Yes, obviously silence occurs in compositions and is part of it. The term 'pregnant pause' tells you everything you need to know about silence in _context_ Examples of such pauses in music are legion but silence of itself and not in the context of music is like a novel full of empty pages. It says nothing.


----------



## DreamInSong

I will yield on the "emotion argument". I'd forgotten about aesthetics, but I will say that "good" music appeals to both the senses and emotion. If you just stick with aesthetics, your "music" is no better than some of today's pop 

As for your blank novel metaphor, I don't know if that's the most accurate. These books can often be the most treasured and personal. You can write yourself into them, chronicle your thoughts and ideas, save memories. I suppose you might be able to do something similar with piece of silence. That moment in time will be filled with your thoughts and ideas. The only difference between that silence and any other is that it is given a label, "Impromptu of Silence" or whatever, and that silence will make it much easier to turn it into a memory... this whole paragraphs kind of irrelevant to the topic... I'm just kind of writing out loud... maybe I should delete it... nah... Anyway, I wouldn't say silence says nothing, but I'm not sure it's music without context


----------



## Petwhac

DreamInSong said:


> I will yield on the "emotion argument". I'd forgotten about aesthetics, but I will say that "good" music appeals to both the senses and emotion. If you just stick with aesthetics, your "music" is no better than some of today's pop /QUOTE]
> 
> Pop is all_ about_ emotion isn't it? It's just that a large percentage of it's appeal is in the lyrics, attitude and 'show business' aspects or just something to dance to. Having listened to that horrible, though very accomplished, track you posted a link to, give me Lady Ga Ga or Kesha any day!!
> 
> By the way, that quote in your signature is one of the most ignorant things I've ever heard. People shouldn't opine about things of which they have no knowledge.


----------



## DreamInSong

Disclosure: Off-topic

Really? To me the worst of pop is about creating a cool beat and and then singing about sex, to each his own I suppose. Fortunately there is still some good pop out there.

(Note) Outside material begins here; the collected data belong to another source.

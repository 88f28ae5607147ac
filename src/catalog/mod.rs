//! Catalog page segmentation and field extraction.

pub mod category;
pub mod cells;
pub mod fields;
pub mod fingerprint;
pub mod images;
pub mod lines;
pub mod parser;
pub mod scanner;
pub mod types;

/// Tokens and images at or above this offset belong to the page letterhead.
pub const HEADER_BAND_TOP: f64 = 120.0;
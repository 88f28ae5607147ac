pub mod catalog;
pub mod core;
pub mod db;
pub mod sidecar;
pub mod storage;
pub mod sync;
pub mod worker;

use std::sync::Arc;

use tracing::info;
use tracing_subscriber::{filter::Directive, EnvFilter};

use crate::{
    core::{config::WorkerConfig, errors::AppResult},
    db::Database,
    sidecar::layout_reader::{DocumentExtractor, JsonLayoutExtractor},
    storage::{FsObjectStore, ObjectStore},
};

#[derive(Clone)]
pub struct AppState {
    pub db: Database,
    pub store: Arc<dyn ObjectStore>,
    pub extractor: Arc<dyn DocumentExtractor>,
    pub config: WorkerConfig,
}

impl AppState {
    pub async fn open(config: WorkerConfig) -> AppResult<Self> {
        let db = Database::new(&config.database_dir()).await?;
        let store: Arc<dyn ObjectStore> = Arc::new(FsObjectStore::new(config.object_store_root()));
        Ok(Self {
            db,
            store,
            extractor: Arc::new(JsonLayoutExtractor),
            config,
        })
    }
}

fn env_filter(config: &WorkerConfig) -> EnvFilter {
    let filter = EnvFilter::new(&config.log_level);
    if config.sqlx_debug {
        filter
    } else {
        match "sqlx::query=warn".parse::<Directive>() {
            Ok(directive) => filter.add_directive(directive),
            Err(_) => filter,
        }
    }
}

pub fn init_tracing(config: &WorkerConfig) {
    // A subscriber may already be installed by an embedding process.
    let _ = tracing_subscriber::fmt()
        .with_env_filter(env_filter(config))
        .with_target(true)
        .try_init();
}

pub async fn run() -> AppResult<()> {
    let config = WorkerConfig::from_env();
    init_tracing(&config);
    info!(data_dir = %config.data_dir.display(), run_once = config.run_once, "starting catalog sync worker");

    let state = AppState::open(config).await?;
    if state.config.run_once {
        while worker::run_once(&state).await? {}
        state.db.close().await;
        return Ok(());
    }
    worker::run_forever(&state).await;
    Ok(())
}
use sha2::{Digest, Sha256};

use crate::sidecar::types::PageImage;

const NO_IMAGE: &str = "no_image";

/// Trim, lowercase and collapse internal whitespace.
pub fn normalize_text(value: Option<&str>) -> String {
    value
        .map(|text| {
            text.trim()
                .to_lowercase()
                .split_whitespace()
                .collect::<Vec<_>>()
                .join(" ")
        })
        .unwrap_or_default()
}

pub fn sha256_hex(bytes: &[u8]) -> String {
    let mut hasher = Sha256::new();
    hasher.update(bytes);
    format!("{:x}", hasher.finalize())
}

/// Identity of an assigned image: its name plus its box rounded to 0.1 units.
pub fn image_signature(image: Option<&PageImage>) -> String {
    match image {
        Some(image) => format!(
            "{}:{:.1}:{:.1}:{:.1}:{:.1}",
            image.name, image.bbox.x0, image.bbox.x1, image.bbox.top, image.bbox.bottom
        ),
        None => NO_IMAGE.to_string(),
    }
}

/// Cheap fingerprint over raw cell geometry, text and image identity.
pub fn quick_fingerprint(sku: &str, lines: &[String], image_signature: &str) -> String {
    let normalized_lines = lines
        .iter()
        .map(|line| normalize_text(Some(line)))
        .collect::<Vec<_>>()
        .join(" | ");
    let payload = [normalize_text(Some(sku)), normalized_lines, image_signature.to_string()].join("|");
    sha256_hex(payload.as_bytes())
}

/// Inputs of the strong fingerprint: fully resolved fields plus image content.
#[derive(Debug, Clone, Copy)]
pub struct ResolvedFields<'a> {
    pub sku: &'a str,
    pub name: &'a str,
    pub upc: Option<&'a str>,
    pub pack: Option<&'a str>,
    pub category: &'a str,
    /// Hex digest of the image bytes, empty when there is no image.
    pub image_hash: &'a str,
}

pub fn strong_fingerprint(fields: &ResolvedFields<'_>) -> String {
    let payload = [
        normalize_text(Some(fields.sku)),
        normalize_text(Some(fields.name)),
        normalize_text(fields.upc),
        normalize_text(fields.pack),
        normalize_text(Some(fields.category)),
        fields.image_hash.to_string(),
    ]
    .join("|");
    sha256_hex(payload.as_bytes())
}

pub fn image_hash(bytes: Option<&[u8]>) -> String {
    bytes.map(sha256_hex).unwrap_or_default()
}
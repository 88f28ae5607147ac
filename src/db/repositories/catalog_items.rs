use std::collections::HashMap;

use sqlx::{Row, SqlitePool};

use crate::core::{
    errors::{AppError, AppResult},
    types::{BaselineItem, CatalogItemRecord, ChangeType, ParseIssue},
};

pub async fn clear_catalog_items(pool: &SqlitePool, catalog_id: &str) -> AppResult<u64> {
    let removed = sqlx::query("DELETE FROM catalog_items WHERE catalog_id = ?1")
        .bind(catalog_id)
        .execute(pool)
        .await?
        .rows_affected();
    Ok(removed)
}

/// Writes all rows in one transaction; existing `(catalog_id, sku)` rows are overwritten.
pub async fn upsert_items(pool: &SqlitePool, items: &[CatalogItemRecord]) -> AppResult<()> {
    let mut tx = pool.begin().await?;
    for item in items {
        sqlx::query(
            r#"
            INSERT INTO catalog_items (
              catalog_id, sku, name, upc, pack, category, image_storage_path,
              parse_issues, approved, signature, quick_fingerprint, change_type
            )
            VALUES (?1, ?2, ?3, ?4, ?5, ?6, ?7, ?8, ?9, ?10, ?11, ?12)
            ON CONFLICT(catalog_id, sku) DO UPDATE SET
              name = excluded.name,
              upc = excluded.upc,
              pack = excluded.pack,
              category = excluded.category,
              image_storage_path = excluded.image_storage_path,
              parse_issues = excluded.parse_issues,
              approved = excluded.approved,
              signature = excluded.signature,
              quick_fingerprint = excluded.quick_fingerprint,
              change_type = excluded.change_type,
              updated_at = strftime('%Y-%m-%dT%H:%M:%fZ', 'now')
            "#,
        )
        .bind(&item.catalog_id)
        .bind(&item.sku)
        .bind(&item.name)
        .bind(&item.upc)
        .bind(&item.pack)
        .bind(&item.category)
        .bind(&item.image_storage_path)
        .bind(serde_json::to_string(&item.parse_issues)?)
        .bind(item.approved)
        .bind(&item.signature)
        .bind(&item.quick_fingerprint)
        .bind(item.change_type.as_str())
        .execute(&mut *tx)
        .await?;
    }
    tx.commit().await?;
    Ok(())
}

pub async fn list_items(pool: &SqlitePool, catalog_id: &str) -> AppResult<Vec<CatalogItemRecord>> {
    let rows = sqlx::query(
        r#"
        SELECT catalog_id, sku, name, upc, pack, category, image_storage_path,
               parse_issues, approved, signature, quick_fingerprint, change_type
        FROM catalog_items
        WHERE catalog_id = ?1
        ORDER BY sku
        "#,
    )
    .bind(catalog_id)
    .fetch_all(pool)
    .await?;

    rows.into_iter().map(map_item).collect()
}

/// Baseline rows keyed by SKU; empty when there is no baseline catalog.
pub async fn load_baseline_items(
    pool: &SqlitePool,
    baseline_catalog_id: Option<&str>,
) -> AppResult<HashMap<String, BaselineItem>> {
    let Some(baseline_catalog_id) = baseline_catalog_id else {
        return Ok(HashMap::new());
    };
    let rows = sqlx::query(
        r#"
        SELECT sku, signature, name, upc, pack, category
        FROM catalog_items
        WHERE catalog_id = ?1
        "#,
    )
    .bind(baseline_catalog_id)
    .fetch_all(pool)
    .await?;

    let mut items = HashMap::with_capacity(rows.len());
    for row in rows {
        let item = BaselineItem {
            sku: row.try_get("sku")?,
            signature: row.try_get("signature")?,
            name: row.try_get("name")?,
            upc: row.try_get("upc")?,
            pack: row.try_get("pack")?,
            category: row.try_get("category")?,
        };
        items.insert(item.sku.clone(), item);
    }
    Ok(items)
}

/// Approves every pending item of a catalog and returns how many changed.
pub async fn approve_all_items(pool: &SqlitePool, catalog_id: &str) -> AppResult<u64> {
    let updated = sqlx::query(
        r#"
        UPDATE catalog_items
        SET approved = 1,
            updated_at = strftime('%Y-%m-%dT%H:%M:%fZ', 'now')
        WHERE catalog_id = ?1 AND approved = 0
        "#,
    )
    .bind(catalog_id)
    .execute(pool)
    .await?
    .rows_affected();
    Ok(updated)
}

fn map_item(row: sqlx::sqlite::SqliteRow) -> AppResult<CatalogItemRecord> {
    let parse_issues: String = row.try_get("parse_issues")?;
    let change_type: String = row.try_get("change_type")?;
    let parse_issues: Vec<ParseIssue> = serde_json::from_str(&parse_issues)
        .map_err(|err| AppError::Database(format!("invalid parse_issues for catalog item: {err}")))?;
    Ok(CatalogItemRecord {
        catalog_id: row.try_get("catalog_id")?,
        sku: row.try_get("sku")?,
        name: row.try_get("name")?,
        upc: row.try_get("upc")?,
        pack: row.try_get("pack")?,
        category: row.try_get("category")?,
        image_storage_path: row.try_get("image_storage_path")?,
        parse_issues,
        approved: row.try_get("approved")?,
        signature: row.try_get("signature")?,
        quick_fingerprint: row.try_get("quick_fingerprint")?,
        change_type: ChangeType::from_db(&change_type)?,
    })
}
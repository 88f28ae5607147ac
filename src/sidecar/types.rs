use base64::Engine;
use serde::{Deserialize, Serialize};

use crate::core::errors::AppResult;

/// Axis-aligned box in page layout units; `top` grows downward.
#[derive(Debug, Clone, Copy, Serialize, Deserialize, PartialEq)]
pub struct BBox {
    pub x0: f64,
    pub x1: f64,
    pub top: f64,
    pub bottom: f64,
}

impl BBox {
    pub fn center_x(&self) -> f64 {
        (self.x0 + self.x1) / 2.0
    }

    /// True when `other` lies entirely inside this box.
    pub fn encloses(&self, other: &BBox) -> bool {
        other.x0 >= self.x0 && other.x1 <= self.x1 && other.top >= self.top && other.bottom <= self.bottom
    }
}

#[derive(Debug, Clone, Serialize, Deserialize, PartialEq)]
pub struct Token {
    pub text: String,
    #[serde(flatten)]
    pub bbox: BBox,
}

#[derive(Debug, Clone, Serialize, Deserialize, PartialEq)]
pub struct PageImage {
    /// Identity used to look the raw bytes up in [`PageLayout::image_blobs`].
    #[serde(default)]
    pub name: String,
    #[serde(flatten)]
    pub bbox: BBox,
}

#[derive(Debug, Clone, Serialize, Deserialize, PartialEq, Eq)]
pub struct ImageBlob {
    pub name: String,
    pub data_base64: String,
}

impl ImageBlob {
    pub fn new(name: impl Into<String>, bytes: &[u8]) -> Self {
        Self {
            name: name.into(),
            data_base64: base64::engine::general_purpose::STANDARD.encode(bytes),
        }
    }

    pub fn decode(&self) -> AppResult<Vec<u8>> {
        Ok(base64::engine::general_purpose::STANDARD.decode(self.data_base64.as_bytes())?)
    }
}

#[derive(Debug, Clone, Serialize, Deserialize, PartialEq)]
pub struct PageLayout {
    pub width: f64,
    pub height: f64,
    #[serde(default)]
    pub words: Vec<Token>,
    #[serde(default)]
    pub images: Vec<PageImage>,
    #[serde(default)]
    pub image_blobs: Vec<ImageBlob>,
}

/// Everything the extraction collaborator reports for one document.
#[derive(Debug, Clone, Default, Serialize, Deserialize, PartialEq)]
pub struct LayoutPayload {
    pub pages: Vec<PageLayout>,
}

impl LayoutPayload {
    pub fn page_count(&self) -> usize {
        self.pages.len()
    }
}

As for my signature, it's a joke. If you'd look into the works of Bela Fleck you'd see he has an eclectic array of compositions, among which are a few classical albums. People shouldn't opine about things of which they have no knowledge.

Edit: Sorry if that was a little brutal :/ ...


----------



## Serge

Silence to the music universe is what weightlessness is to the black hole. Utter nonsense!


----------



## Huilunsoittaja

What if I didn't want to listen to music? What if I was tired of music? If everything, even silence, is music, how can I ever _escape _music???? I guess that means I should be sick of life... which would lead to madness. I want the choice _not _to listen to music, so therefore, regardless of what everyone says, I will make for myself the hypothetical idea of "non-music," to keep my sanity.


----------



## drth15

*silence*

4' 33" is a brilliant idea, maybe even a concept of genius.

I have always felt that it is not music even if it is about music and music's impact on an audience.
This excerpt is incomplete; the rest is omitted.